Phosphating method with control in response to conductivity change

Abstract

A method of controlling a continuous process of phosphating metal surfaces in which an acidic zinc phosphate solution is brought to the steady state and there maintained in response to conductivity change, as phosphating proceeds, by addition of replenishments (a) acidic zinc phosphate and (b) alkali metal ion in a definite ratio of addition rates.

Description

This invention relates to a method of applying a zinc phosphate coating to a metal surface.

Phosphate coatings are commonly applied to metal surfaces, for example surfaces comprising iron, zinc or aluminium, by reaction of the metal surface with a solution which comprises an acidic metal phosphate.
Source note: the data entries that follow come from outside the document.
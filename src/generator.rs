//! Avatar generation entry points.

use std::path::Path;

use image::RgbaImage;

use crate::catalog::AssetCatalog;
use crate::encode::{OutputFormat, save_to_file, save_to_file_as};
use crate::error::Result;
use crate::gender::Gender;
use crate::layer::{LayerSelection, compose};
use crate::profile::AvatarProfile;
use crate::seed::{Seed, seed_from_entropy, seed_from_username};

// ============================================================================
// AvatarGenerator
// ============================================================================

/// Main avatar generation engine.
///
/// `AvatarGenerator` owns an immutable [`AssetCatalog`] loaded once at
/// startup. Every call builds its own seeded generator, so one instance can
/// serve any number of threads without locking; calls with the same seed
/// always agree.
///
/// # Example
///
/// ```no_run
/// use avatar_layers::{AvatarGenerator, Gender};
///
/// let generator = AvatarGenerator::from_dir("data")?;
/// let avatar = generator.generate_for_identity(Gender::Female, "username@site.com")?;
/// assert_eq!(avatar.dimensions(), (400, 400));
/// # Ok::<(), avatar_layers::AvatarError>(())
/// ```
#[derive(Debug, Clone)]
pub struct AvatarGenerator {
    catalog: AssetCatalog,
}

impl AvatarGenerator {
    pub fn new(catalog: AssetCatalog) -> Self {
        Self { catalog }
    }

    /// Loads the catalog from an asset directory.
    pub fn from_dir(root: impl AsRef<Path>) -> Result<Self> {
        Ok(Self::new(AssetCatalog::from_dir(root.as_ref())?))
    }

    pub fn catalog(&self) -> &AssetCatalog {
        &self.catalog
    }

    // ---- Selection ----

    /// Selects layers for `seed` without compositing them.
    pub fn select(&self, gender: Gender, seed: Seed) -> LayerSelection {
        LayerSelection::random(&self.catalog, gender, seed)
    }

    /// The deterministic selection for a username.
    pub fn select_for_identity(&self, gender: Gender, name: &str) -> LayerSelection {
        self.select(gender, seed_from_username(name))
    }

    /// Composites an existing selection.
    pub fn render(&self, selection: &LayerSelection) -> Result<RgbaImage> {
        compose(&self.catalog, selection)
    }

    // ---- Generation ----

    /// Generates a random, non-reproducible avatar.
    pub fn generate(&self, gender: Gender) -> Result<RgbaImage> {
        self.generate_with_seed(gender, seed_from_entropy())
    }

    /// Generates the avatar for an explicit seed.
    pub fn generate_with_seed(&self, gender: Gender, seed: Seed) -> Result<RgbaImage> {
        self.render(&self.select(gender, seed))
    }

    /// Generates the avatar for a username.
    ///
    /// The same name always yields a bit-identical image, across restarts
    /// and across instances sharing the same assets.
    pub fn generate_for_identity(&self, gender: Gender, name: &str) -> Result<RgbaImage> {
        self.render(&self.select_for_identity(gender, name))
    }

    /// Generates an avatar from one explicit index per category, in painter's
    /// order (background, face, clothes, mouth, hair, eye).
    pub fn generate_from_indices(&self, gender: Gender, indices: &[i64]) -> Result<RgbaImage> {
        let selection = LayerSelection::from_indices(&self.catalog, gender, indices)?;
        self.render(&selection)
    }

    /// Rebuilds the avatar described by a profile.
    pub fn generate_from_profile(&self, profile: &AvatarProfile) -> Result<RgbaImage> {
        self.generate_from_indices(profile.gender, &profile.indices())
    }

    // ---- Files ----

    /// Generates a random avatar and saves it; the format follows the
    /// file extension (`jpeg`, `jpg`, `gif`, otherwise `png`).
    pub fn generate_file(&self, gender: Gender, path: impl AsRef<Path>) -> Result<()> {
        let avatar = self.generate(gender)?;
        save_to_file(&avatar, path)
    }

    /// Generates the avatar for a username and saves it; the format follows
    /// the file extension.
    pub fn generate_file_for_identity(
        &self,
        gender: Gender,
        name: &str,
        path: impl AsRef<Path>,
    ) -> Result<()> {
        let avatar = self.generate_for_identity(gender, name)?;
        save_to_file(&avatar, path)
    }

    /// Saves an already generated avatar in an explicit format.
    pub fn save_as(
        &self,
        avatar: &RgbaImage,
        path: impl AsRef<Path>,
        format: OutputFormat,
    ) -> Result<()> {
        save_to_file_as(avatar, path, format)
    }
}

// ============================================================================
// Tests
// ============================================================================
Oxidants which accelerate this reaction and other suitable additives may also be present as constituents of a working phosphating solution. As the coating reaction proceeds, the working solution becomes depleted in certain of its constituents and the rate of depletion of these constituents may well be different in each case. Some constituents, for example those which act in the manner of a catalyst, may be depleted due to drag-out on the work pieces only or due to leakage, whereas those constituents which react with the metal surface will be depleted in an amount which will usually correspond with the area of metal which is treated.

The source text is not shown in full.